The reason was crystal meth, or Pervitin, which German troops were encouraged to pop in order to fight fatigue. The packaging read “Alertness Aid”, to be taken “to maintain wakefulness“. It was accompanied by a warning that it should only be used “from time to time“. However, once people start using a drug, it is hard to limit themselves to taking it only “from time to time”. Things got worse when medical authorities realized that the effects of cocaine overlap substantially with those of amphetamines, with the added “benefit” that cocaine produces greater euphoria. So cocaine was added to Pervitin.
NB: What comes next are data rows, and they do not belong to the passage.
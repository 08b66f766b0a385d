//! Mapping of league errors to HTTP responses.

use axum::{
    http::StatusCode,
    response::{IntoResponse, Response},
    Json,
};
use league_core::LeagueError;
use serde::{Deserialize, Serialize};
use thiserror::Error;

/// JSON body of every error response.
#[derive(Debug, Clone, Serialize, Deserialize)]
pub struct ErrorBody {
    pub error: String,
}

/// Error returned by API handlers.
#[derive(Debug, Error)]
pub enum ApiError {
    #[error(transparent)]
    League(#[from] LeagueError),
    #[error("{0}")]
    BadRequest(String),
    #[error("league state is unavailable")]
    Poisoned,
}

impl ApiError {
    pub fn status(&self) -> StatusCode {
        match self {
            ApiError::League(err) if err.is_not_found() => StatusCode::NOT_FOUND,
            ApiError::League(err) if err.is_validation() => StatusCode::BAD_REQUEST,
            ApiError::League(_) | ApiError::Poisoned => StatusCode::INTERNAL_SERVER_ERROR,
            ApiError::BadRequest(_) => StatusCode::BAD_REQUEST,
        }
    }
}

impl IntoResponse for ApiError {
    fn into_response(self) -> Response {
        let status = self.status();
        if status.is_server_error() {
            tracing::error!(error = %self, "request failed");
        }
        let body = ErrorBody {
            error: self.to_string(),
        };
        (status, Json(body)).into_response()
    }
}
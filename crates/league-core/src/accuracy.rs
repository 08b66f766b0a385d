//! Display-only accuracy estimate.

/// Rating that counts as 100% in [`accuracy`].
pub const ELITE_RATING: f64 = 2300.0;

/// Formats a player's accuracy as a percentage with one decimal, e.g. `"87.5%"`.
///
/// Returns `"0%"` when no rounds have been played. The points-per-round rate
/// is capped at 1 so bonus-scored formats cannot exceed full consistency.
pub fn accuracy(points: f64, total_rounds: u32, rating: i32) -> String {
    accuracy_with_baseline(points, total_rounds, rating, ELITE_RATING)
}

/// Like [`accuracy`] with a custom elite baseline.
pub fn accuracy_with_baseline(points: f64, total_rounds: u32, rating: i32, elite: f64) -> String {
    if total_rounds == 0 {
        return "0%".to_string();
    }

    let rate = (points / f64::from(total_rounds)).min(1.0);
    let factor = f64::from(rating) / elite;
    format!("{:.1}%", rate * factor * 100.0)
}
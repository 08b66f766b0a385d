//! Result submission and correction handlers.

use axum::{
    extract::{Path, State},
    Json,
};
use league_core::{LeagueError, MatchResult, Mode, Outcome, ResultSubmission};
use serde::{Deserialize, Serialize};

use super::error::ApiError;
use crate::AppState;

/// One reported game, e.g. `{"white": "alice", "black": "bob", "result": "1-0"}`.
#[derive(Debug, Clone, Serialize, Deserialize)]
pub struct ResultEntry {
    pub white: String,
    pub black: String,
    pub result: String,
}

/// Games of one round of one category.
#[derive(Debug, Clone, Serialize, Deserialize)]
pub struct ResultBatch {
    pub category: String,
    pub round: u32,
    /// Defaults to rapid.
    #[serde(default)]
    pub mode: Option<Mode>,
    pub results: Vec<ResultEntry>,
}

#[derive(Debug, Clone, Serialize, Deserialize)]
pub struct RejectedResult {
    pub white: String,
    pub black: String,
    pub error: String,
}

/// What happened to each entry of a [`ResultBatch`].
#[derive(Debug, Clone, Serialize, Deserialize)]
pub struct BatchReport {
    pub recorded: Vec<MatchResult>,
    pub rejected: Vec<RejectedResult>,
}

#[derive(Debug, Clone, Serialize, Deserialize)]
pub struct ScoreUpdate {
    pub result: String,
}

/// `GET /api/results/:category`: the category's results, oldest first.
pub async fn list_results(
    State(state): State<AppState>,
    Path(category): Path<String>,
) -> Result<Json<Vec<MatchResult>>, ApiError> {
    Ok(Json(state.league()?.results_for(&category)?))
}

/// `POST /api/results`
///
/// Entries are recorded in order, each on its own. An entry that fails
/// (unknown player, pair not scheduled, already recorded) is listed under
/// `rejected` and does not stop the rest.
///
/// - `200 OK`: a [`BatchReport`]
/// - `400 Bad Request`: an unparseable score anywhere in the batch, or no entries
/// - `404 Not Found`: the category has no schedule or the round does not exist
pub async fn submit_results(
    State(state): State<AppState>,
    Json(batch): Json<ResultBatch>,
) -> Result<Json<BatchReport>, ApiError> {
    if batch.results.is_empty() {
        return Err(ApiError::BadRequest("no results submitted".to_string()));
    }
    let outcomes = batch
        .results
        .iter()
        .map(|entry| Outcome::parse(&entry.result))
        .collect::<Result<Vec<_>, _>>()?;

    let mut league = state.league()?;
    let schedule = league.schedule(&batch.category)?;
    if schedule.round(batch.round).is_none() {
        return Err(LeagueError::RoundNotFound {
            category: batch.category,
            round: batch.round,
        }
        .into());
    }

    let mode = batch.mode.unwrap_or(Mode::Rapid);
    let mut report = BatchReport {
        recorded: Vec::new(),
        rejected: Vec::new(),
    };
    for (entry, outcome) in batch.results.into_iter().zip(outcomes) {
        let submission = ResultSubmission {
            category: batch.category.clone(),
            round: batch.round,
            mode,
            white: entry.white.clone(),
            black: entry.black.clone(),
            outcome,
        };
        match league.record_result(submission) {
            Ok(result) => report.recorded.push(result),
            Err(LeagueError::Store(err)) => return Err(LeagueError::Store(err).into()),
            Err(err) => {
                tracing::warn!(white = %entry.white, black = %entry.black, error = %err, "rejected result");
                report.rejected.push(RejectedResult {
                    white: entry.white,
                    black: entry.black,
                    error: err.to_string(),
                });
            }
        }
    }
    Ok(Json(report))
}

/// `PUT /api/results/id/:id`: replaces the scores of a recorded game.
pub async fn edit_result(
    State(state): State<AppState>,
    Path(id): Path<String>,
    Json(update): Json<ScoreUpdate>,
) -> Result<Json<MatchResult>, ApiError> {
    let outcome = Outcome::parse(&update.result)?;
    Ok(Json(state.league()?.edit_result(&id, outcome)?))
}

/// `DELETE /api/results/id/:id`: returns the removed record.
pub async fn delete_result(
    State(state): State<AppState>,
    Path(id): Path<String>,
) -> Result<Json<MatchResult>, ApiError> {
    Ok(Json(state.league()?.delete_result(&id)?))
}
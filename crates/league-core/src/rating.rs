//! Rating change calculation.
//!
//! The calculator maps one match outcome between two rated players to a
//! pair of integer deltas using a [`RatingRules`] table:
//!
//! 1. The bucket covering `|rating_a - rating_b|` supplies win/loss/draw
//!    figures for the two sides.
//! 2. If the ratings differ, a decisive result discards those figures and
//!    uses the adjustment record instead, keyed by whether the stronger
//!    player won or lost. A draw keeps the bucket's draw figure and adds
//!    the adjustment's draw nudge to it.
//!
//! Streak multipliers are applied afterwards by the caller, see
//! [`crate::streak`].

use serde::{Deserialize, Serialize};
use std::cmp::Ordering;

use crate::rules::{RatingRules, SideDelta};

/// Rating deltas for the two sides of one match.
#[derive(Debug, Clone, Copy, Default, PartialEq, Eq, Serialize, Deserialize)]
pub struct RatingChange {
    pub change_a: i32,
    pub change_b: i32,
}

impl RatingChange {
    pub const ZERO: RatingChange = RatingChange {
        change_a: 0,
        change_b: 0,
    };

    /// The same change seen from B's side.
    pub fn swapped(self) -> Self {
        Self {
            change_a: self.change_b,
            change_b: self.change_a,
        }
    }
}

/// Computes rating deltas from an injected rule table.
#[derive(Debug, Clone, Default)]
pub struct RatingCalculator {
    rules: RatingRules,
}

impl RatingCalculator {
    pub fn new(rules: RatingRules) -> Self {
        Self { rules }
    }

    pub fn rules(&self) -> &RatingRules {
        &self.rules
    }

    /// Computes the deltas for A and B given their ratings and scores.
    ///
    /// Pure and deterministic. A bucket lookup miss (only possible with an
    /// unvalidated table) yields [`RatingChange::ZERO`].
    pub fn compute_rating_change(
        &self,
        rating_a: i32,
        rating_b: i32,
        score_a: f64,
        score_b: f64,
    ) -> RatingChange {
        let diff = u32::try_from((i64::from(rating_a) - i64::from(rating_b)).unsigned_abs())
            .unwrap_or(u32::MAX);

        let Some(bucket) = self.rules.bucket_for(diff) else {
            tracing::warn!(diff, "no rating bucket covers difference, returning zero change");
            return RatingChange::ZERO;
        };

        let result = score_a.partial_cmp(&score_b).unwrap_or(Ordering::Equal);
        let base = match result {
            Ordering::Greater => RatingChange {
                change_a: bucket.win,
                change_b: bucket.loss,
            },
            Ordering::Less => RatingChange {
                change_a: bucket.loss,
                change_b: bucket.win,
            },
            Ordering::Equal => RatingChange {
                change_a: bucket.draw,
                change_b: bucket.draw,
            },
        };

        let change = match rating_a.cmp(&rating_b) {
            Ordering::Equal => base,
            Ordering::Greater => self.adjust(base, result),
            // Mirror the problem so A is always the stronger side.
            Ordering::Less => self.adjust(base.swapped(), result.reverse()).swapped(),
        };

        tracing::debug!(
            rating_a,
            rating_b,
            score_a,
            score_b,
            change_a = change.change_a,
            change_b = change.change_b,
            "computed rating change"
        );
        change
    }

    /// Applies the adjustment record with A as the strictly stronger player.
    fn adjust(&self, base: RatingChange, result: Ordering) -> RatingChange {
        let adjustment = &self.rules.adjustment;
        let replace = |delta: SideDelta| RatingChange {
            change_a: delta.strong,
            change_b: delta.weak,
        };

        match result {
            Ordering::Greater => replace(adjustment.stronger_win),
            Ordering::Less => replace(adjustment.stronger_loss),
            Ordering::Equal => RatingChange {
                change_a: base.change_a + adjustment.stronger_draw.strong,
                change_b: base.change_b + adjustment.stronger_draw.weak,
            },
        }
    }
}

#[cfg(test)]
mod tests {
    use super::*;
    use crate::rules::{Adjustment, Bucket};
    use proptest::prelude::*;

    fn calc() -> RatingCalculator {
        RatingCalculator::default()
    }

    fn change(change_a: i32, change_b: i32) -> RatingChange {
        RatingChange { change_a, change_b }
    }

    #[test]
    fn test_equal_ratings_use_bucket() {
        let c = calc();
        assert_eq!(c.compute_rating_change(1200, 1200, 1.0, 0.0), change(1, -2));
        assert_eq!(c.compute_rating_change(1200, 1200, 0.0, 1.0), change(-2, 1));
        assert_eq!(c.compute_rating_change(1200, 1200, 0.5, 0.5), change(0, 0));
    }

    #[test]
    fn test_stronger_wins_replaces_bucket() {
        // diff 250 would give +5/-6 from the bucket
        let c = calc();
        assert_eq!(c.compute_rating_change(1450, 1200, 1.0, 0.0), change(1, -2));
        assert_eq!(c.compute_rating_change(1200, 1450, 0.0, 2.0), change(-2, 1));
    }

    #[test]
    fn test_stronger_loses_replaces_bucket() {
        let c = calc();
        assert_eq!(c.compute_rating_change(1300, 1280, 0.0, 1.0), change(-3, 3));
        assert_eq!(c.compute_rating_change(1280, 1300, 1.0, 0.0), change(3, -3));
    }

    #[test]
    fn test_unequal_draw_adds_to_bucket_draw() {
        let c = calc();
        // diff 5 -> draw 0, nudged to -1/+1
        assert_eq!(c.compute_rating_change(1205, 1200, 0.5, 0.5), change(-1, 1));
        // diff 150 -> draw 3, nudged to 2/4
        assert_eq!(c.compute_rating_change(1350, 1200, 1.0, 1.0), change(2, 4));
        // weaker side as A
        assert_eq!(c.compute_rating_change(1200, 1350, 1.0, 1.0), change(4, 2));
        // diff 300 -> draw 4, nudged to 3/5
        assert_eq!(c.compute_rating_change(1500, 1200, 0.5, 0.5), change(3, 5));
    }

    #[test]
    fn test_mini_match_scores_are_ordinal() {
        let c = calc();
        assert_eq!(
            c.compute_rating_change(1200, 1200, 2.0, 0.0),
            c.compute_rating_change(1200, 1200, 1.0, 0.0)
        );
        assert_eq!(
            c.compute_rating_change(1200, 1200, 1.0, 1.0),
            c.compute_rating_change(1200, 1200, 0.5, 0.5)
        );
    }

    #[test]
    fn test_bucket_miss_returns_zero() {
        let rules = RatingRules {
            buckets: vec![Bucket::new(0, Some(10), 1, -2, 0)],
            adjustment: Adjustment::default(),
        };
        let c = RatingCalculator::new(rules);
        assert_eq!(c.compute_rating_change(1500, 1200, 1.0, 0.0), RatingChange::ZERO);
        assert_eq!(c.compute_rating_change(1200, 1200, 1.0, 0.0), change(1, -2));
    }

    #[test]
    fn test_substituted_rules() {
        let rules = RatingRules {
            buckets: vec![Bucket::new(0, None, 10, -10, 0)],
            adjustment: Adjustment::default(),
        };
        let c = RatingCalculator::new(rules);
        assert_eq!(c.compute_rating_change(1000, 1000, 1.0, 0.0), change(10, -10));
    }

    #[test]
    fn test_extreme_ratings_do_not_overflow() {
        let c = calc();
        assert_eq!(c.compute_rating_change(i32::MAX, i32::MIN, 1.0, 0.0), change(1, -2));
    }

    fn allowed_values(rules: &RatingRules) -> Vec<i32> {
        let a = &rules.adjustment;
        let mut values = vec![
            a.stronger_win.strong,
            a.stronger_win.weak,
            a.stronger_loss.strong,
            a.stronger_loss.weak,
        ];
        for b in &rules.buckets {
            values.extend([
                b.win,
                b.loss,
                b.draw,
                b.draw + a.stronger_draw.strong,
                b.draw + a.stronger_draw.weak,
            ]);
        }
        values
    }

    proptest! {
        #[test]
        fn prop_swapping_sides_swaps_deltas(
            rating_a in 0i32..3000,
            rating_b in 0i32..3000,
            score_a in prop::sample::select(vec![0.0, 0.5, 1.0, 1.5, 2.0]),
            score_b in prop::sample::select(vec![0.0, 0.5, 1.0, 1.5, 2.0]),
        ) {
            let c = calc();
            let forward = c.compute_rating_change(rating_a, rating_b, score_a, score_b);
            let backward = c.compute_rating_change(rating_b, rating_a, score_b, score_a);
            prop_assert_eq!(forward, backward.swapped());
        }

        #[test]
        fn prop_deltas_come_from_the_rule_table(
            rating_a in 0i32..3000,
            rating_b in 0i32..3000,
            score_a in 0u8..3,
            score_b in 0u8..3,
        ) {
            let c = calc();
            let allowed = allowed_values(c.rules());
            let result = c.compute_rating_change(
                rating_a,
                rating_b,
                f64::from(score_a),
                f64::from(score_b),
            );
            prop_assert!(allowed.contains(&result.change_a));
            prop_assert!(allowed.contains(&result.change_b));
        }
    }
}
The result was an even more addictive drug cocktail. Millions in the German military could not get enough of their crystal meth, and especially not enough of their crystal meth after it got laced with cocaine. Many wrote home, requesting their loved ones to send them Pervitin via the military mail. One such was Heinrich Boll, a German postwar author who won the 1972 Nobel Prize for literature. In a May 20th, 1940 letter to his parents, 22 year old Boll begged them to send him some Pervitin, which he said not only kept him alert, but also chased away his worries.